* [YOUR GOAL]:
Copy out once more, exactly, the line with "hardware version word" and all the lines after it, up to the last line of the data.

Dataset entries
◆ ◆ ◆

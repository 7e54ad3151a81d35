//! Positional 16-bit word reader.

use byteorder::{BigEndian, ByteOrder, LittleEndian};

#[cfg(feature = "serde")]
use serde::{Deserialize, Serialize};

/// Byte order of the 16-bit words in a data file.
#[derive(Debug, Clone, Copy, PartialEq, Eq)]
#[cfg_attr(feature = "serde", derive(Serialize, Deserialize))]
pub enum Endianness {
    /// Least significant byte first.
    Little,
    /// Most significant byte first.
    Big,
}

impl Endianness {
    /// Decodes one word from exactly two bytes.
    #[inline]
    #[must_use]
    pub fn read_u16(self, bytes: &[u8]) -> u16 {
        match self {
            Endianness::Little => LittleEndian::read_u16(bytes),
            Endianness::Big => BigEndian::read_u16(bytes),
        }
    }
}

impl std::fmt::Display for Endianness {
    fn fmt(&self, f: &mut std::fmt::Formatter<'_>) -> std::fmt::Result {
        match self {
            Endianness::Little => f.write_str("little endian"),
            Endianness::Big => f.write_str("big endian"),
        }
    }
}

/// Reads 16-bit words from a byte slice at arbitrary byte offsets.
///
/// Reads past the end of the data return fewer words than requested; that
/// is how callers detect the end of valid data.
#[derive(Debug, Clone)]
pub struct WordReader<'a> {
    data: &'a [u8],
    cursor: usize,
    endianness: Endianness,
}

impl<'a> WordReader<'a> {
    /// Size of one word in bytes.
    pub const WORD_SIZE: usize = 2;

    /// Creates a reader positioned at the start of `data`.
    #[must_use]
    pub fn new(data: &'a [u8], endianness: Endianness) -> Self {
        Self {
            data,
            cursor: 0,
            endianness,
        }
    }

    /// Returns the byte order in use.
    #[must_use]
    pub fn endianness(&self) -> Endianness {
        self.endianness
    }

    /// Current byte offset.
    #[must_use]
    pub fn position(&self) -> usize {
        self.cursor
    }

    /// Moves the cursor to an absolute byte offset.
    pub fn seek(&mut self, offset: usize) {
        self.cursor = offset;
    }

    /// Number of bytes after the cursor.
    #[must_use]
    pub fn remaining(&self) -> usize {
        self.data.len().saturating_sub(self.cursor)
    }

    /// Reads up to `buf.len()` words from the cursor, returning how many
    /// complete words were read. A trailing odd byte is never consumed.
    pub fn read_into(&mut self, buf: &mut [u16]) -> usize {
        let available = self.remaining() / Self::WORD_SIZE;
        let count = buf.len().min(available);
        let start = self.cursor;
        for (i, word) in buf.iter_mut().take(count).enumerate() {
            let at = start + i * Self::WORD_SIZE;
            *word = self.endianness.read_u16(&self.data[at..at + Self::WORD_SIZE]);
        }
        self.cursor = start + count * Self::WORD_SIZE;
        count
    }

    /// Reads up to `n` words from the cursor.
    pub fn read_words(&mut self, n: usize) -> Vec<u16> {
        let mut words = vec![0u16; n.min(self.remaining() / Self::WORD_SIZE)];
        let read = self.read_into(&mut words);
        words.truncate(read);
        words
    }

    /// Seeks to `offset` and reads up to `n` words.
    pub fn read_words_at(&mut self, offset: usize, n: usize) -> Vec<u16> {
        self.seek(offset);
        self.read_words(n)
    }

    /// Reads a single word at `offset`, `None` if the data ends first.
    pub fn read_word_at(&mut self, offset: usize) -> Option<u16> {
        self.read_words_at(offset, 1).first().copied()
    }
}

#[cfg(test)]
mod tests {
    use super::*;

    #[test]
    fn test_read_little_and_big() {
        let data = [0x12, 0x34, 0xAB, 0xCD];
        let mut le = WordReader::new(&data, Endianness::Little);
        assert_eq!(le.read_words(2), vec![0x3412, 0xCDAB]);

        let mut be = WordReader::new(&data, Endianness::Big);
        assert_eq!(be.read_words(2), vec![0x1234, 0xABCD]);
    }

    #[test]
    fn test_short_read_at_end() {
        let data = [1, 0, 2, 0, 3];
        let mut reader = WordReader::new(&data, Endianness::Little);
        let words = reader.read_words_at(0, 10);
        assert_eq!(words, vec![1, 2]);
        assert_eq!(reader.position(), 4);
        assert_eq!(reader.remaining(), 1);
    }

    #[test]
    fn test_read_past_end_is_empty() {
        let data = [1, 0];
        let mut reader = WordReader::new(&data, Endianness::Little);
        assert!(reader.read_words_at(100, 4).is_empty());
        assert_eq!(reader.read_word_at(2), None);
        assert_eq!(reader.read_word_at(0), Some(1));
    }

    #[test]
    fn test_cursor_advances() {
        let data = [1, 0, 2, 0, 3, 0];
        let mut reader = WordReader::new(&data, Endianness::Little);
        assert_eq!(reader.read_words(1), vec![1]);
        assert_eq!(reader.read_words(1), vec![2]);
        assert_eq!(reader.position(), 4);
    }
}
//! Clustering and common-mode configuration.

use crate::{Error, Result};

#[cfg(feature = "serde")]
use serde::{Deserialize, Serialize};

/// Common-mode baseline estimation policy.
#[derive(Debug, Clone, Copy, PartialEq, Eq, Default)]
#[cfg_attr(feature = "serde", derive(Serialize, Deserialize))]
#[cfg_attr(feature = "serde", serde(rename_all = "snake_case"))]
pub enum CommonModePolicy {
    /// Mean of the values within one standard deviation of the chip mean.
    #[default]
    Adaptive,
    /// Mean of the values below the signal cut.
    FixedThreshold,
    /// Pilot mean from a quiet channel range, then mean of a band around it.
    Guided,
}

impl CommonModePolicy {
    /// Maps the numeric selector used by acquisition scripts (0, 1, 2).
    ///
    /// # Errors
    /// Returns a configuration error for any other selector.
    pub fn from_index(index: u8) -> Result<Self> {
        match index {
            0 => Ok(Self::Adaptive),
            1 => Ok(Self::FixedThreshold),
            2 => Ok(Self::Guided),
            other => Err(Error::ConfigError(format!(
                "unknown common-mode policy {other}"
            ))),
        }
    }
}

/// Configuration for the common-mode estimator.
#[derive(Debug, Clone, Copy, PartialEq)]
#[cfg_attr(feature = "serde", derive(Serialize, Deserialize))]
pub struct CommonModeConfig {
    /// Estimation policy.
    pub policy: CommonModePolicy,
    /// Values at or above this are treated as signal, not baseline.
    pub signal_cut: f64,
    /// Half-width of the acceptance band around the pilot mean.
    pub band: f64,
}

impl Default for CommonModeConfig {
    fn default() -> Self {
        Self {
            policy: CommonModePolicy::Adaptive,
            signal_cut: 50.0,
            band: 10.0,
        }
    }
}

impl CommonModeConfig {
    /// Creates a configuration for the given policy with default cuts.
    #[must_use]
    pub fn new(policy: CommonModePolicy) -> Self {
        Self {
            policy,
            ..Self::default()
        }
    }

    /// Sets the signal cut.
    #[must_use]
    pub fn with_signal_cut(mut self, cut: f64) -> Self {
        self.signal_cut = cut;
        self
    }

    /// Sets the guided-policy band half-width.
    #[must_use]
    pub fn with_band(mut self, band: f64) -> Self {
        self.band = band;
        self
    }
}

/// Configuration for strip clustering.
#[derive(Debug, Clone, PartialEq)]
#[cfg_attr(feature = "serde", derive(Serialize, Deserialize))]
pub struct ClusteringConfig {
    /// Seed threshold: strips strictly above it start a cluster.
    pub high_threshold: f64,
    /// Neighbour threshold: strips strictly above it (and below the seed
    /// threshold) extend a cluster.
    pub low_threshold: f64,
    /// Common-mode subtraction applied before seeding, `None` to disable.
    pub common_mode: Option<CommonModeConfig>,
    /// Events with more seed candidates than this are discarded.
    pub max_seeds: usize,
    /// Use a fixed window around each seed instead of threshold growth.
    pub symmetric: bool,
    /// Half-width of the symmetric window.
    pub symmetric_width: usize,
}

impl Default for ClusteringConfig {
    fn default() -> Self {
        Self {
            high_threshold: 25.0,
            low_threshold: 8.0,
            common_mode: Some(CommonModeConfig::default()),
            max_seeds: 10,
            symmetric: false,
            symmetric_width: 1,
        }
    }
}

impl ClusteringConfig {
    /// Creates a new clustering configuration with default values.
    #[must_use]
    pub fn new() -> Self {
        Self::default()
    }

    /// Sets both thresholds.
    #[must_use]
    pub fn with_thresholds(mut self, high: f64, low: f64) -> Self {
        self.high_threshold = high;
        self.low_threshold = low;
        self
    }

    /// Sets or disables common-mode subtraction.
    #[must_use]
    pub fn with_common_mode(mut self, common_mode: Option<CommonModeConfig>) -> Self {
        self.common_mode = common_mode;
        self
    }

    /// Sets the maximum accepted seed count.
    #[must_use]
    pub fn with_max_seeds(mut self, max_seeds: usize) -> Self {
        self.max_seeds = max_seeds;
        self
    }

    /// Switches to symmetric windows of `2 * width + 1` strips.
    #[must_use]
    pub fn with_symmetric_window(mut self, width: usize) -> Self {
        self.symmetric = true;
        self.symmetric_width = width;
        self
    }

    /// Checks the thresholds and window settings.
    ///
    /// # Errors
    /// Returns a configuration error if the seed threshold is not above the
    /// neighbour threshold, or a symmetric window has zero width.
    pub fn validate(&self) -> Result<()> {
        if self.high_threshold.is_nan() || self.low_threshold.is_nan() {
            return Err(Error::ConfigError("thresholds must be numbers".into()));
        }
        if self.high_threshold <= self.low_threshold {
            return Err(Error::ConfigError(format!(
                "high threshold {} must exceed low threshold {}",
                self.high_threshold, self.low_threshold
            )));
        }
        if self.symmetric && self.symmetric_width == 0 {
            return Err(Error::ConfigError(
                "symmetric window width must be at least 1".into(),
            ));
        }
        Ok(())
    }
}
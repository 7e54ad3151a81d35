//! stripix-trb: miniTRB binary decoding.
//!
//! This crate turns miniTRB acquisition output into raw events: fixed-stride
//! data files recorded by the board, and the live UDP word stream.
//!
//! # Key Components
//!
//! - [`WordReader`] - Positional 16-bit word reader with runtime byte order
//! - [`FileLayout`] - Header discovery (endianness, event header, version)
//! - [`RawEvents`] - Lazy iterator over the complete events of a file
//! - [`StreamFramer`] - Sentinel state machine for the live stream
//!
//! # File Framing
//!
//! 1. Scan for the endianness marker and the event header in 2-byte steps
//! 2. Check the data-kind byte and read the hardware version word
//! 3. Read events at a fixed 1024-byte stride until a slot is short

pub mod error;
pub mod events;
pub mod layout;
pub mod reorder;
pub mod stream;
pub mod word;

pub use error::{Error, Result};
pub use events::{read_event, RawEvents, SampleMode, Truncation};
pub use layout::{FileLayout, EVENT_STRIDE, RAW_KIND};
pub use reorder::{inverse_reorder, reorder, BOARD_SAMPLES};
pub use stream::{BoardFrame, StreamFramer, StreamStats, BOARD_END, BOARD_START, EVENT_START};
pub use word::{Endianness, WordReader};

// Re-export core types for convenience
pub use stripix_core::{HardwareVersion, RawEvent};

◆ ◆ ◆

* [RESPONSE FOR THIS EXERCISE]:
//! 2. Check the data-kind byte and read the hardware version word
//! 3. Read events at a fixed 1024-byte stride until a slot is short

pub mod error;
pub mod events;
pub mod layout;
pub mod reorder;
pub mod stream;
pub mod word;

pub use error::{Error, Result};
pub use events::{read_event, RawEvents, SampleMode, Truncation};
pub use layout::{FileLayout, EVENT_STRIDE, RAW_KIND};
pub use reorder::{inverse_reorder, reorder, BOARD_SAMPLES};
pub use stream::{BoardFrame, StreamFramer, StreamStats, BOARD_END, BOARD_START, EVENT_START};
pub use word::{Endianness, WordReader};

// Re-export core types for convenience
pub use stripix_core::{HardwareVersion, RawEvent};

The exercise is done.